I didn't hold anything against them. Of course not. They meant well. Men, women and children are being diagnosed with epilepsy in The United States every single day and around the world. Medicines and treatments are being created all the time. Those battling epilepsy doing everything in their power to live as normally and healthy as possible. Meeting with family and friends in social situations.
It's hard to know what to say or how to react to the news that someone you care about has a life-threatening medical condition with compassion. There really is no perfect handbook for this kind of situation, and I have experienced quite a few blunders.
Below, I've put together my list of Things To Never Do or Say When Someone Tells You They Have Epilepsy:
- Don't raise an eyebrow and ask, "Is it contagious?"
Don't all of a sudden stop answering calls and texts. Don't start whispering or lowering your voice to ask any questions you may have about epilepsy. Don't say "That's sad!" and that's it. This does not help. Don't dismiss their epilepsy off as "No big deal." Don't ask if their condition came from something that the person did. Don't say, "I know how you feel." Unless you've been treated for the same type of condition and have undergone exactly the same treatment, you really don't know how the person feels. Don't say, "Just be grateful you don't have (Insert another medical condition)." No matter what medical condition you have, its a life-altering-condition. Epilepsy can in fact be life threatening. You don't need to be reminded that things can always be worse. Comparing medical conditions is not helpful. Don't say nothing. When a friend reaches out it makes the person feel wanted and needed. A lot of people are afraid and don't know what to say, but simply not saying anything can make a person feel isolated and alone. It's better off saying something rather than nothing. Don't treat the person any differently. Treat them just as you've always known them your entire relationship. They will notice a difference. They want to be treated with the same amount of respect, dignity, and compassion. Just because a medical condition has entered the picture doesn't mean an alteration of relationship needs to occur. Don't do more for the the person than they are comfortable having others do. Being treated like child or invalid when they are not can be degrading. Independence is very important to a person.
All the reactions listed above, are ones that I have encountered at least once before. Yes, they have knocked me back a step or two, even hurt me a little, over time though I've grown a thicker skin and even allowed myself to smile and laugh a bit on the inside.
Thankfully, for each of these responses, there is a greater or an even more powerful response! Take a look at my tips for
What To Do When Someone Reveals They Have Epilepsy
- Tell them, "I'm not sure what to say, but I want you to know that I care."
Assure them, "If you would like to talk about it, I'm here." Assure them, "Please let me know if there is anything that I can do to help." Offer interest in understanding what the person is going through. However, understand that the person may not want to talk about it right away. Bring humor into the picture if it appears to be the right moment for it. Humor can change moods and even lighten the load. This can help the person and even the family to connect to things outside of epilepsy. Find a way to bring happiness and joy into that persons life. Offer to help them with things they may need such as running errands, going to the doctor, preparing a meal, picking up prescriptions etc. Be as specific as possible. Try to steer clear of "Call me if you need anything."Allow there to be room for normal non-epilepsy talk in a day. Sometimes a person can feel as though their entire lives are consumed by their condition. When that is the case, it feels great to have distraction. Take notice from the person how much they do and do not want to talk about epilepsy.

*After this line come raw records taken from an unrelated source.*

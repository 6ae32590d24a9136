// ==========================================
// BalancingStore + BalancingCalculator 集成测试
// ==========================================
// 测试目标:
// - 典型场景的指标数值
// - 产能不变量在任意变更序列后成立
// - 取消/重新分配幂等、钳制边界、人数缩减零损失
// ==========================================


use line_balancing::domain::{OperatorId, SavedAssignment, SavedOperator, SavedSession};
use line_balancing::engine::{BalancingCalculator, BalancingError, BalancingStore};
use test_helpers::{approx_eq, single_operation, tshirt_operations};

fn store_with(headcount: u32) -> BalancingStore {
    BalancingStore::initialize("P1", single_operation(), headcount, "Operator", None).unwrap()
}

fn pending(store: &BalancingStore, operation_id: &str) -> u32 {
    store.capacity(operation_id).unwrap().pending_units_per_hour()
}

// ==========================================
// 典型场景
// ==========================================

#[test]
fn test_scenario_a_header_metrics() {
    let store = store_with(2);
    let metrics = BalancingCalculator::new().compute(&store);

    assert!(approx_eq(metrics.total_standard_time, 1.0));
    assert_eq!(metrics.units_per_hour, 120);
    assert!(approx_eq(metrics.takt_time, 0.5));
    assert!(approx_eq(metrics.required_machines, 2.0));
    assert_eq!(store.capacity("O1").unwrap().total_units_per_hour, 60);
}

#[test]
fn test_scenario_b_partial_assignment() {
    let mut store = store_with(2);
    store.assign("O1", OperatorId(1), 30).unwrap();

    let metrics = BalancingCalculator::new().compute(&store);
    let load = metrics.load_of(OperatorId(1)).unwrap();
    assert!(approx_eq(load.occupied_minutes, 0.5));
    assert!(approx_eq(load.occupancy_percentage, 100.0));
    assert_eq!(pending(&store, "O1"), 30);
}

#[test]
fn test_scenario_c_request_is_clamped_to_pending() {
    let mut store = store_with(2);
    store.assign("O1", OperatorId(1), 30).unwrap();

    let assignment = store.assign("O1", OperatorId(2), 40).unwrap();
    assert_eq!(assignment.assigned_units_per_hour, 30);

    let metrics = BalancingCalculator::new().compute(&store);
    assert!(approx_eq(
        metrics.load_of(OperatorId(2)).unwrap().occupancy_percentage,
        100.0
    ));
    assert_eq!(pending(&store, "O1"), 0);
    store.check_invariants().unwrap();
}

#[test]
fn test_scenario_d_unassign_returns_capacity() {
    let mut store = store_with(2);
    let assignment = store.assign("O1", OperatorId(1), 30).unwrap();

    store.unassign(OperatorId(1), assignment.instance_id).unwrap();

    let metrics = BalancingCalculator::new().compute(&store);
    assert_eq!(pending(&store, "O1"), 60);
    assert!(approx_eq(metrics.load_of(OperatorId(1)).unwrap().occupied_minutes, 0.0));
}

// ==========================================
// 不变量
// ==========================================

#[test]
fn test_invariants_hold_after_mixed_mutations() {
    let mut store =
        BalancingStore::initialize("P1", tshirt_operations(), 3, "Operator", None).unwrap();

    let a1 = store.assign("O1", OperatorId(1), 50).unwrap();
    let a2 = store.assign("O1", OperatorId(2), 500).unwrap();
    let a3 = store.assign("O3", OperatorId(3), 10).unwrap();
    store.check_invariants().unwrap();

    store.reassign_quantity(OperatorId(3), a3.instance_id, 40).unwrap();
    store.unassign(OperatorId(1), a1.instance_id).unwrap();
    store.reassign_quantity(OperatorId(2), a2.instance_id, 20).unwrap();
    store.resize_headcount(2).unwrap();
    store.check_invariants().unwrap();

    for capacity in store.capacities() {
        let summed: u32 = store
            .assignments_for_operation(&capacity.operation_id)
            .map(|a| a.assigned_units_per_hour)
            .sum();
        assert_eq!(summed, capacity.assigned_units_per_hour);
        assert!(capacity.assigned_units_per_hour <= capacity.total_units_per_hour);
    }
}

#[test]
fn test_unassign_then_reassign_is_idempotent() {
    let mut store = store_with(2);
    let first = store.assign("O1", OperatorId(1), 25).unwrap();
    let before = store.capacity("O1").unwrap().clone();

    store.unassign(OperatorId(1), first.instance_id).unwrap();
    let second = store.assign("O1", OperatorId(1), 25).unwrap();

    assert_eq!(store.capacity("O1").unwrap(), &before);
    assert_ne!(first.instance_id, second.instance_id);
    assert_eq!(store.operator(OperatorId(1)).unwrap().assignments.len(), 1);
}

#[test]
fn test_assign_at_zero_pending_changes_nothing() {
    let mut store = store_with(2);
    store.assign("O1", OperatorId(1), 60).unwrap();
    let before = store.clone();

    let err = store.assign("O1", OperatorId(2), 1).unwrap_err();
    assert_eq!(
        err,
        BalancingError::NoCapacityRemaining {
            operation_id: "O1".to_string()
        }
    );
    assert_eq!(store.capacities(), before.capacities());
    assert_eq!(store.operators(), before.operators());
}

#[test]
fn test_reassign_beyond_pending_is_rejected() {
    let mut store = store_with(2);
    let a = store.assign("O1", OperatorId(1), 50).unwrap();

    let err = store
        .reassign_quantity(OperatorId(1), a.instance_id, 61)
        .unwrap_err();
    assert!(matches!(
        err,
        BalancingError::CapacityExceeded {
            requested_delta: 11,
            pending: 10,
            ..
        }
    ));
    assert_eq!(store.capacity("O1").unwrap().assigned_units_per_hour, 50);

    // 恰好用完剩余产能是允许的
    store.reassign_quantity(OperatorId(1), a.instance_id, 60).unwrap();
    assert_eq!(pending(&store, "O1"), 0);
}

#[test]
fn test_shrinking_headcount_loses_no_capacity() {
    let mut store =
        BalancingStore::initialize("P1", tshirt_operations(), 4, "Operator", None).unwrap();
    store.assign("O2", OperatorId(1), 20).unwrap();
    store.assign("O2", OperatorId(3), 15).unwrap();
    store.assign("O4", OperatorId(4), 30).unwrap();

    let pending_before: u64 = store
        .capacities()
        .iter()
        .map(|c| c.pending_units_per_hour() as u64)
        .sum();
    let released = store.resize_headcount(2).unwrap();
    let released_units: u64 = released.iter().map(|a| a.assigned_units_per_hour as u64).sum();
    let pending_after: u64 = store
        .capacities()
        .iter()
        .map(|c| c.pending_units_per_hour() as u64)
        .sum();

    assert_eq!(released.len(), 2);
    assert_eq!(pending_after, pending_before + released_units);
    assert_eq!(store.headcount(), 2);
    assert_eq!(store.operators()[0].assignments.len(), 1);
    store.check_invariants().unwrap();
}

#[test]
fn test_growing_headcount_keeps_existing_slots() {
    let mut store = store_with(2);
    store.rename_operator(OperatorId(2), "李四").unwrap();
    store.assign("O1", OperatorId(2), 10).unwrap();

    store.resize_headcount(1).unwrap();
    let released = store.resize_headcount(3).unwrap();
    assert!(released.is_empty());

    let ids: Vec<u32> = store.operators().iter().map(|o| o.operator_id.0).collect();
    // 被移除的 ID 不复用
    assert_eq!(ids, vec![1, 3, 4]);
    assert_eq!(store.operators()[2].display_name, "Operator 3");
    assert!(store.operators()[1].assignments.is_empty());
}

// ==========================================
// 编辑模式回放
// ==========================================

fn saved_session(assignments: Vec<SavedAssignment>) -> SavedSession {
    SavedSession {
        session_id: "S1".to_string(),
        product_id: "P1".to_string(),
        headcount: 2,
        operators: vec![
            SavedOperator {
                operator_id: OperatorId(1),
                display_name: "张三".to_string(),
            },
            SavedOperator {
                operator_id: OperatorId(2),
                display_name: "李四".to_string(),
            },
        ],
        assignments,
    }
}

#[test]
fn test_replay_restores_names_and_capacity() {
    let saved = saved_session(vec![
        SavedAssignment {
            operator_id: OperatorId(1),
            operation_id: "O1".to_string(),
            assigned_units_per_hour: 30,
        },
        SavedAssignment {
            operator_id: OperatorId(2),
            operation_id: "O1".to_string(),
            assigned_units_per_hour: 20,
        },
    ]);

    let store =
        BalancingStore::initialize("P1", single_operation(), 2, "Operator", Some(&saved)).unwrap();

    assert_eq!(store.operators()[1].display_name, "李四");
    assert_eq!(pending(&store, "O1"), 10);
    store.check_invariants().unwrap();
}

#[test]
fn test_replay_over_capacity_is_rejected() {
    let saved = saved_session(vec![
        SavedAssignment {
            operator_id: OperatorId(1),
            operation_id: "O1".to_string(),
            assigned_units_per_hour: 50,
        },
        SavedAssignment {
            operator_id: OperatorId(2),
            operation_id: "O1".to_string(),
            assigned_units_per_hour: 20,
        },
    ]);

    let err = BalancingStore::initialize("P1", single_operation(), 2, "Operator", Some(&saved))
        .unwrap_err();
    assert!(matches!(err, BalancingError::InvalidSavedSession(_)));
}

#[test]
fn test_degraded_operation_is_visible_but_excluded() {
    let mut ops = single_operation();
    ops.push(line_balancing::domain::Operation::new("O2", "检验", "QC", 0.0));

    let mut store = BalancingStore::initialize("P1", ops, 2, "Operator", None).unwrap();
    assert_eq!(store.degraded_operations(), vec!["O2".to_string()]);
    assert_eq!(store.capacity("O2").unwrap().total_units_per_hour, 0);
    assert!(matches!(
        store.assign("O2", OperatorId(1), 1),
        Err(BalancingError::DegradedOperationData { .. })
    ));

    let metrics = BalancingCalculator::new().compute(&store);
    assert!(approx_eq(metrics.total_standard_time, 1.0));
    assert!(metrics.has_degraded_data());
}

#[test]
fn test_oversized_sam_is_degraded_not_exhausted() {
    // 60 / 150 取整为 0 件/小时
    let mut ops = single_operation();
    ops.push(line_balancing::domain::Operation::new("O2", "手工绣花", "EMB", 150.0));

    let mut store = BalancingStore::initialize("P1", ops, 2, "Operator", None).unwrap();
    assert_eq!(store.capacity("O2").unwrap().total_units_per_hour, 0);
    assert_eq!(store.degraded_operations(), vec!["O2".to_string()]);

    let err = store.assign("O2", OperatorId(1), 10).unwrap_err();
    assert_eq!(
        err,
        BalancingError::DegradedOperationData {
            operation_ids: vec!["O2".to_string()]
        }
    );
    assert!(store.operators().iter().all(|o| o.assignments.is_empty()));

    // 表头指标与未分配工时口径一致: 都不计入 O2
    let metrics = BalancingCalculator::new().compute(&store);
    assert!(metrics.has_degraded_data());
    assert!(approx_eq(metrics.total_standard_time, 1.0));
    assert!(approx_eq(metrics.unassigned_minutes, 1.0));
    assert_eq!(metrics.units_per_hour, 120);
    assert!(approx_eq(metrics.required_machines, 2.0));
}

#[test]
fn test_workload_summary_tie_break_lowest_id() {
    let mut store = store_with(3);
    store.assign("O1", OperatorId(2), 20).unwrap();
    store.assign("O1", OperatorId(3), 20).unwrap();

    let summary = BalancingCalculator::new().compute(&store).summary;
    assert_eq!(summary.most_loaded, Some(OperatorId(2)));
    assert_eq!(summary.least_loaded, Some(OperatorId(1)));
}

Epilepsy fighters, family, and friends are all in the journey together. We who are diagnosed, know that family and friends have the best intentions. Words don't always come out like one might hope when stress, fear, worry, all kinds of emotions are running rampant. However, it is communication that is extremely helpful and that is what matters the most. That the lines of communication always remain open. It's very helpful to be open and to communicate that you would like to be there and you want to do what you can to help.
I encourage epilepsy fighters, family and friends to take a look at both of the lists together and use these lists as a learning opportunity to think about what might be helpful and how this can offer support. It is my hope to make the epilepsy journey a little less stressful and exhausting.